* Work item
Take each line from the entries that holds "bare" and copy it out.

* Collected data
--
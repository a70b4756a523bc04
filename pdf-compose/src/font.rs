use std::fmt;
use std::io;
use std::path::Path;

use log::{debug, trace};

/// Number of code points in the Basic Multilingual Plane; the required
/// length of [`FontProgram::unicode_to_gid`].
pub const UNICODE_TABLE_LEN: usize = 0x1_0000;

/// Errors produced by the font subsystem.
#[derive(Debug, Clone, PartialEq, Eq)]
pub enum FontError {
    /// A compressed block or cache image is truncated, fails its
    /// checksum, or declares lengths past the end of the input.
    CorruptStream(&'static str),
    /// A font program violates a structural requirement.
    InvalidFontProgram(String),
    /// The input bytes are not a usable sfnt font.
    UnsupportedFont(String),
    /// An underlying file operation failed.
    Io(String),
}

impl fmt::Display for FontError {
    fn fmt(&self, f: &mut fmt::Formatter<'_>) -> fmt::Result {
        match self {
            FontError::CorruptStream(what) => {
                write!(f, "corrupt stream: {}", what)
            }
            FontError::InvalidFontProgram(why) => {
                write!(f, "invalid font program: {}", why)
            }
            FontError::UnsupportedFont(why) => {
                write!(f, "unsupported font: {}", why)
            }
            FontError::Io(err) => write!(f, "I/O error: {}", err),
        }
    }
}

impl std::error::Error for FontError {}

impl From<io::Error> for FontError {
    fn from(err: io::Error) -> Self {
        FontError::Io(err.to_string())
    }
}

/// Opaque handle to a font added to a PdfDocument.
#[derive(Debug, Clone, Copy, PartialEq, Eq, PartialOrd, Ord, Hash)]
pub struct FontId(pub usize);

/// A font ready for embedding.
///
/// Metric fields are in font design units (`units_per_em` per em).
/// `unicode_to_gid` holds one entry per BMP code point, zero where
/// unmapped. Programs come from [`FontProgram::parse`] or from the
/// cache codec in [`crate::cache`].
#[derive(Debug, Clone, PartialEq, Eq)]
pub struct FontProgram {
    /// PostScript name, used in descriptor and font dictionaries.
    pub name: String,
    /// Licensing and provenance text, carried into document metadata.
    pub info: String,
    pub units_per_em: i32,
    /// Bounding box over all glyphs: llx, lly, urx, ury.
    pub bbox: [i32; 4],
    pub ascent: i32,
    pub descent: i32,
    pub cap_height: i32,
    pub underline_position: i32,
    pub underline_thickness: i32,
    /// Lowest mapped code point.
    pub first_char: i32,
    /// Highest mapped code point.
    pub last_char: i32,
    /// Advance width per glyph index; index 0 is .notdef.
    pub advance_width: Vec<u16>,
    /// Outline extent per glyph index, kept for cache round-trips.
    pub glyph_width: Vec<u16>,
    /// BMP code point to glyph index.
    pub unicode_to_gid: Vec<u16>,
    /// True for CFF/PostScript outlines, false for TrueType.
    pub is_cff: bool,
    /// Full sfnt bytes, or the bare `CFF ` table when `is_cff`.
    pub program_bytes: Vec<u8>,
}

impl FontProgram {
    /// Parse a TrueType/OpenType font from raw bytes.
    ///
    /// Collections are read at face index 0. For CFF-flavoured fonts
    /// the embeddable program is the bare `CFF ` table; for TrueType
    /// it is the full input.
    pub fn parse(data: &[u8]) -> Result<Self, FontError> {
        let face = ttf_parser::Face::parse(data, 0)
            .map_err(|e| FontError::UnsupportedFont(format!("cannot parse font: {}", e)))?;

        let name = name_record(&face, ttf_parser::name_id::POST_SCRIPT_NAME)
            .or_else(|| {
                name_record(&face, ttf_parser::name_id::FAMILY).map(|n| n.replace(' ', ""))
            })
            .unwrap_or_else(|| "Unknown".to_string());

        // Notice strings end up in the document's metadata stream.
        let info = [
            ttf_parser::name_id::COPYRIGHT_NOTICE,
            ttf_parser::name_id::TRADEMARK,
            ttf_parser::name_id::LICENSE,
        ]
        .iter()
        .filter_map(|&id| name_record(&face, id))
        .collect::<Vec<_>>()
        .join(" ");

        let subtables = face
            .tables()
            .cmap
            .ok_or_else(|| FontError::UnsupportedFont("font has no cmap table".to_string()))?;

        let mut unicode_to_gid = vec![0u16; UNICODE_TABLE_LEN];
        let mut has_unicode = false;
        for subtable in subtables.subtables {
            if !subtable.is_unicode() {
                continue;
            }
            has_unicode = true;
            subtable.codepoints(|cp| {
                if let Some(gid) = subtable.glyph_index(cp) {
                    if let Some(slot) = unicode_to_gid.get_mut(cp as usize) {
                        *slot = gid.0;
                    }
                }
            });
        }
        if !has_unicode {
            return Err(FontError::UnsupportedFont(
                "font has no Unicode cmap subtable".to_string(),
            ));
        }

        let first_char = unicode_to_gid.iter().position(|&g| g != 0).unwrap_or(0);
        let last_char = unicode_to_gid.iter().rposition(|&g| g != 0).unwrap_or(0);

        let units_per_em = i32::from(face.units_per_em());
        let ascent = i32::from(face.ascender());
        let descent = i32::from(face.descender());
        let bbox = face.global_bounding_box();
        let cap_height = face.capital_height().map(i32::from).unwrap_or(ascent);
        let (underline_position, underline_thickness) = face
            .underline_metrics()
            .map(|m| (i32::from(m.position), i32::from(m.thickness)))
            .unwrap_or((0, 0));

        let glyph_count = face.number_of_glyphs();
        let mut advance_width = Vec::with_capacity(usize::from(glyph_count));
        let mut glyph_width = Vec::with_capacity(usize::from(glyph_count));
        for index in 0..glyph_count {
            let gid = ttf_parser::GlyphId(index);
            advance_width.push(face.glyph_hor_advance(gid).unwrap_or(0));
            let extent = face
                .glyph_bounding_box(gid)
                .map(|b| i32::from(b.x_max) - i32::from(b.x_min))
                .unwrap_or(0)
                .clamp(0, i32::from(u16::MAX));
            glyph_width.push(extent as u16);
        }

        let is_cff = face.tables().cff.is_some();
        let program_bytes = if is_cff {
            face.raw_face()
                .table(ttf_parser::Tag::from_bytes(b"CFF "))
                .map(|t| t.to_vec())
                .ok_or_else(|| {
                    FontError::UnsupportedFont("CFF outlines without a CFF table".to_string())
                })?
        } else {
            data.to_vec()
        };

        debug!(
            "parsed font {:?}: {} glyphs, {} units/em",
            name, glyph_count, units_per_em
        );

        Ok(FontProgram {
            name,
            info,
            units_per_em,
            bbox: [
                i32::from(bbox.x_min),
                i32::from(bbox.y_min),
                i32::from(bbox.x_max),
                i32::from(bbox.y_max),
            ],
            ascent,
            descent,
            cap_height,
            underline_position,
            underline_thickness,
            first_char: first_char as i32,
            last_char: last_char as i32,
            advance_width,
            glyph_width,
            unicode_to_gid,
            is_cff,
            program_bytes,
        })
    }

    /// Read and parse a font file.
    pub fn load<P: AsRef<Path>>(path: P) -> Result<Self, FontError> {
        let data = std::fs::read(path)?;
        FontProgram::parse(&data)
    }

    /// Check the structural requirements the embedder relies on: a
    /// full-BMP `unicode_to_gid` table and a nonempty advance table
    /// (index 0 supplies the default width).
    pub fn validate(&self) -> Result<(), FontError> {
        if self.unicode_to_gid.len() != UNICODE_TABLE_LEN {
            return Err(FontError::InvalidFontProgram(format!(
                "unicode table has {} entries, expected {}",
                self.unicode_to_gid.len(),
                UNICODE_TABLE_LEN
            )));
        }
        if self.advance_width.is_empty() {
            return Err(FontError::InvalidFontProgram(
                "advance width table is empty".to_string(),
            ));
        }
        Ok(())
    }

    /// Glyph index for a character: 0 (.notdef) when unmapped or
    /// outside the BMP.
    pub fn glyph_id(&self, ch: char) -> u16 {
        self.unicode_to_gid.get(ch as usize).copied().unwrap_or(0)
    }

    /// Advance width of a glyph in design units. Out-of-range glyph
    /// indexes fall back to the .notdef width.
    pub fn advance(&self, gid: u16) -> u16 {
        self.advance_width
            .get(usize::from(gid))
            .or_else(|| self.advance_width.first())
            .copied()
            .unwrap_or(0)
    }

    /// Scale factor from design units to PDF glyph space (1000/em).
    pub fn unit_scale(&self) -> f64 {
        1000.0 / f64::from(self.units_per_em)
    }

    /// Measure text width in points.
    pub fn measure_text(&self, text: &str, font_size: f64) -> f64 {
        let total: u32 = text
            .chars()
            .map(|ch| u32::from(self.advance(self.glyph_id(ch))))
            .sum();
        f64::from(total) * font_size / f64::from(self.units_per_em)
    }

    /// Line height for a given font size using ascent - descent.
    pub fn line_height(&self, font_size: f64) -> f64 {
        f64::from(self.ascent - self.descent) * font_size / f64::from(self.units_per_em)
    }

    /// Ascender height in points; the first baseline in a text box
    /// sits this far below the box's top edge.
    pub fn ascent_points(&self, font_size: f64) -> f64 {
        f64::from(self.ascent) * font_size / f64::from(self.units_per_em)
    }

    /// Encode text as hex glyph indexes: `<00480065006C006C006F>`.
    pub fn encode_text_hex(&self, text: &str) -> String {
        let mut hex = String::with_capacity(text.len() * 5 + 2);
        hex.push('<');
        for ch in text.chars() {
            let gid = self.glyph_id(ch);
            if gid == 0 {
                trace!("font {:?}: no glyph for U+{:04X}", self.name, u32::from(ch));
            }
            hex.push_str(&format!("{:04X}", gid));
        }
        hex.push('>');
        hex
    }
}

/// Extract a Unicode entry from the name table.
fn name_record(face: &ttf_parser::Face, id: u16) -> Option<String> {
    face.names()
        .into_iter()
        .find(|name| name.name_id == id && name.is_unicode())
        .and_then(|name| name.to_string())
}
--
* Output of the task
    /// Full sfnt bytes, or the bare `CFF ` table when `is_cff`.
    /// the embeddable program is the bare `CFF ` table; for TrueType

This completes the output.